Cuche-Curti: «Die Ausschreibung umfasst die Publikation der amtlichen Mitteilungen, also einen Amtsblattvertrag. Dieser Vertrag wird per 1. Januar 2018 in Kraft treten, im kommenden Jahr werden die nötigen Vorbereitungen getroffen. Diese Zeit benötigen wir, da die amtlichen Mitteilungen neu gleichzeitig auch elektronisch veröffentlicht werden. Diese Abläufe müssen organisatorisch und technisch sauber aufgegleist werden. Der Vertrag wird wesentlich vom Offerenten, der den Zuschlag erhalten wird, bestimmt. Was unsererseits vorgegeben wird, lässt sich dann im Einzelnen den Ausschreibungsunterlagen entnehmen. Wir können aber jetzt schon sagen, dass wir weiterhin Wert darauf legen, dass die Leserinnen und Leser das Amtsblatt weiterhin kostenlos erhalten. Und selbstverständlich sind wir interessiert daran, dass uns interessante Vertragsbedingungen angeboten werden.»

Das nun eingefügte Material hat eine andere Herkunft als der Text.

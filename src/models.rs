use std::fmt;

use serde::Deserialize;

use crate::error::{ConvertError, Result};

/// One catalog entry, built from a single row of a takeout export.
#[derive(Debug, Clone, PartialEq, Eq)]
pub struct SongRecord {
    pub title: String,
    pub album: String,
    pub artist: String,
    pub duration_ms: i64,
    pub rating: i64,
    pub play_count: i64,
    // Meaning unknown; only "empty or not" is carried through.
    pub removed: bool,
}

/// The seven export columns exactly as read, before any coercion.
#[derive(Debug, Deserialize, Clone, Default)]
pub struct RawRow {
    pub title: String,
    pub album: String,
    pub artist: String,
    pub duration_ms: String,
    pub rating: String,
    pub play_count: String,
    #[serde(default)]
    pub removed: String,
}

impl SongRecord {
    /// Builds a record from its text fields. The three numeric fields must
    /// parse as integers; `removed` is true for any non-empty text.
    pub fn new(
        title: &str,
        album: &str,
        artist: &str,
        duration_ms: &str,
        rating: &str,
        play_count: &str,
        removed: &str,
    ) -> Result<Self> {
        Ok(Self {
            title: title.to_string(),
            album: album.to_string(),
            artist: artist.to_string(),
            duration_ms: parse_integer("duration_ms", duration_ms)?,
            rating: parse_integer("rating", rating)?,
            play_count: parse_integer("play_count", play_count)?,
            removed: !removed.is_empty(),
        })
    }

    /// True when a text field would break the unquoted line format.
    pub fn has_unsafe_field(&self) -> bool {
        [&self.title, &self.album, &self.artist]
            .iter()
            .any(|f| f.contains([',', '"', '\n', '\r']))
    }
}

impl TryFrom<RawRow> for SongRecord {
    type Error = ConvertError;

    fn try_from(row: RawRow) -> Result<Self> {
        SongRecord::new(
            &row.title,
            &row.album,
            &row.artist,
            &row.duration_ms,
            &row.rating,
            &row.play_count,
            &row.removed,
        )
    }
}

impl fmt::Display for SongRecord {
    fn fmt(&self, f: &mut fmt::Formatter<'_>) -> fmt::Result {
        write!(
            f,
            "{},{},{},{},{},{},{}",
            self.title,
            self.album,
            self.artist,
            self.duration_ms,
            self.rating,
            self.play_count,
            if self.removed { "True" } else { "" }
        )
    }
}

fn parse_integer(field: &'static str, value: &str) -> Result<i64> {
    value
        .trim()
        .parse::<i64>()
        .map_err(|_| ConvertError::InvalidInteger {
            field,
            value: value.to_string(),
        })
}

Hat die Stadt einen «Plan B»? Sind neben der Tagblatt der Stadt Zürich AG ernstzunehmende Mitbewerber in Sicht?
Cuche-Curti: «Wir gehen davon aus, dass wir mehrere Angebote erhalten werden.»

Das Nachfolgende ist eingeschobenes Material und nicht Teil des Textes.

use anyhow::{Context, Result};
use chrono::Local;
use std::fs::{self, File, OpenOptions};
use std::io::{self, Write};
use std::path::{Path, PathBuf};
use std::sync::Mutex;
use tracing_subscriber::fmt::time::ChronoLocal;
use tracing_subscriber::prelude::*;
use tracing_subscriber::{fmt, EnvFilter};

/// Maximum size per log file before rotation (~5 MB)
const MAX_LOG_FILE_SIZE: u64 = 5 * 1024 * 1024;
/// Number of rotated log files to keep
const MAX_LOG_FILES: usize = 5;
const LOG_FILE_STEM: &str = "takeout-converter";
const TIMESTAMP_FORMAT: &str = "%Y-%m-%d %H:%M:%S%.3f";

#[derive(Debug, Clone, Default)]
pub struct LogSettings {
    pub debug: bool,
    /// `None` logs to the console only
    pub log_dir: Option<PathBuf>,
}

/// Default persistent log directory: `<data dir>/takeout-converter/logs`
pub fn default_log_dir() -> PathBuf {
    dirs::data_local_dir()
        .unwrap_or_else(std::env::temp_dir)
        .join(LOG_FILE_STEM)
        .join("logs")
}

/// Installs the global subscriber: console on stderr, plus the rotating log
/// file when a directory is configured. `RUST_LOG` overrides the level.
pub fn init(settings: &LogSettings) -> Result<()> {
    let default_level = if settings.debug { "debug" } else { "info" };
    let filter =
        EnvFilter::try_from_default_env().unwrap_or_else(|_| EnvFilter::new(default_level));
    let timer = ChronoLocal::new(TIMESTAMP_FORMAT.to_string());

    let console = fmt::layer()
        .with_writer(io::stderr)
        .with_timer(timer.clone());

    let file = settings
        .log_dir
        .as_ref()
        .and_then(|dir| match RotatingLogFile::open(dir) {
            Ok(file) => Some(file),
            Err(e) => {
                eprintln!("[logging] Log file disabled: {:#}", e);
                None
            }
        })
        .map(|file| {
            fmt::layer()
                .with_ansi(false)
                .with_writer(Mutex::new(file))
                .with_timer(timer)
        });

    tracing_subscriber::registry()
        .with(filter)
        .with(console)
        .with(file)
        .try_init()
        .context("Failed to install log subscriber")?;

    tracing::info!(
        "=== takeout-converter session started at {} ===",
        Local::now().format("%Y-%m-%d %H:%M:%S %Z")
    );
    Ok(())
}

/// Append-only log file that rotates
/// `takeout-converter.log` → `.1.log` → `.2.log` … once it grows too large.
pub struct RotatingLogFile {
    dir: PathBuf,
    file: File,
    size: u64,
    max_size: u64,
    max_files: usize,
}

impl RotatingLogFile {
    pub fn open<P: AsRef<Path>>(dir: P) -> Result<Self> {
        Self::with_limits(dir, MAX_LOG_FILE_SIZE, MAX_LOG_FILES)
    }

    pub fn with_limits<P: AsRef<Path>>(dir: P, max_size: u64, max_files: usize) -> Result<Self> {
        let dir = dir.as_ref().to_path_buf();
        fs::create_dir_all(&dir)
            .with_context(|| format!("Failed to create log directory {}", dir.display()))?;

        let path = current_log_path(&dir);
        let file = open_append(&path)?;
        let size = fs::metadata(&path).map(|m| m.len()).unwrap_or(0);

        Ok(Self {
            dir,
            file,
            size,
            max_size,
            max_files,
        })
    }

    /// The active log file.
    pub fn path(&self) -> PathBuf {
        current_log_path(&self.dir)
    }

    fn rotate(&mut self) -> io::Result<()> {
        self.file.flush()?;

        // Shift existing rotated files, the oldest falls off the end
        for i in (1..self.max_files).rev() {
            let from = rotated_log_path(&self.dir, i);
            let to = rotated_log_path(&self.dir, i + 1);
            let _ = fs::rename(&from, &to);
        }
        fs::rename(self.path(), rotated_log_path(&self.dir, 1))?;

        self.file = OpenOptions::new()
            .create(true)
            .append(true)
            .open(self.path())?;
        self.size = 0;
        Ok(())
    }
}

impl Write for RotatingLogFile {
    fn write(&mut self, buf: &[u8]) -> io::Result<usize> {
        if self.size > 0 && self.size + buf.len() as u64 > self.max_size {
            self.rotate()?;
        }
        let written = self.file.write(buf)?;
        self.size += written as u64;
        Ok(written)
    }

    fn flush(&mut self) -> io::Result<()> {
        self.file.flush()
    }
}

fn current_log_path(dir: &Path) -> PathBuf {
    dir.join(format!("{}.log", LOG_FILE_STEM))
}

fn rotated_log_path(dir: &Path, generation: usize) -> PathBuf {
    dir.join(format!("{}.{}.log", LOG_FILE_STEM, generation))
}

fn open_append(path: &Path) -> Result<File> {
    OpenOptions::new()
        .create(true)
        .append(true)
        .open(path)
        .with_context(|| format!("Failed to open log file {}", path.display()))
}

Wäre es denkbar, dass die Stadt selbst in die Bresche springt und ein eigenes Tagblatt herausgibt?
Cuche-Curti: «Am 1. Januar 2018 wird auch die neue städtische Publikationsverordnung in Kraft treten. Diese sieht vor, dass die amtlichen Publikationen in erster Linie elektronisch erfolgen. Die gleichzeitige Veröffentlichung in einer Printpublikation ist weiterhin möglich, aber nicht zwingend notwendig. Der Stadtrat möchte aber den interessierten Leserinnen und Lesern weiterhin die Möglichkeit geben, die amtlichen Mitteilungen in gedruckter Form zu beziehen. Wie gesagt: wir gehen davon aus, dass genügend Angebote eingehen.»
Ist die Ausschreibung eine Pro-Forma-Sache?
Cuche-Curti: «Oh nein, ganz und gar nicht! Das Submissionsrecht ist sehr komplex, und die Erstellung der Ausschreibungsunterlagen unglaublich aufwändig - vor allem bei einem Einzelfall-Produkt wie dem Amtsblatt!»
Bei Tamedia, der Hauptaktionärin an der Tagblatt der Stadt Zürich AG, gab man sich am Mittwochnachmittag zurückhaltend. Nicole Bänninger, Medienverantwortliche, bestätigte auf Nachfrage des Klein Reports, dass sich das «Tagblatt» bei einer öffentlichen Ausschreibung wieder um eine Konzession bewerben werde, «auch angesichts der stets konstruktiven Zusammenarbeit mit der Stadt». «Näheres» könne man «zu diesem Zeitpunkt» nicht sagen.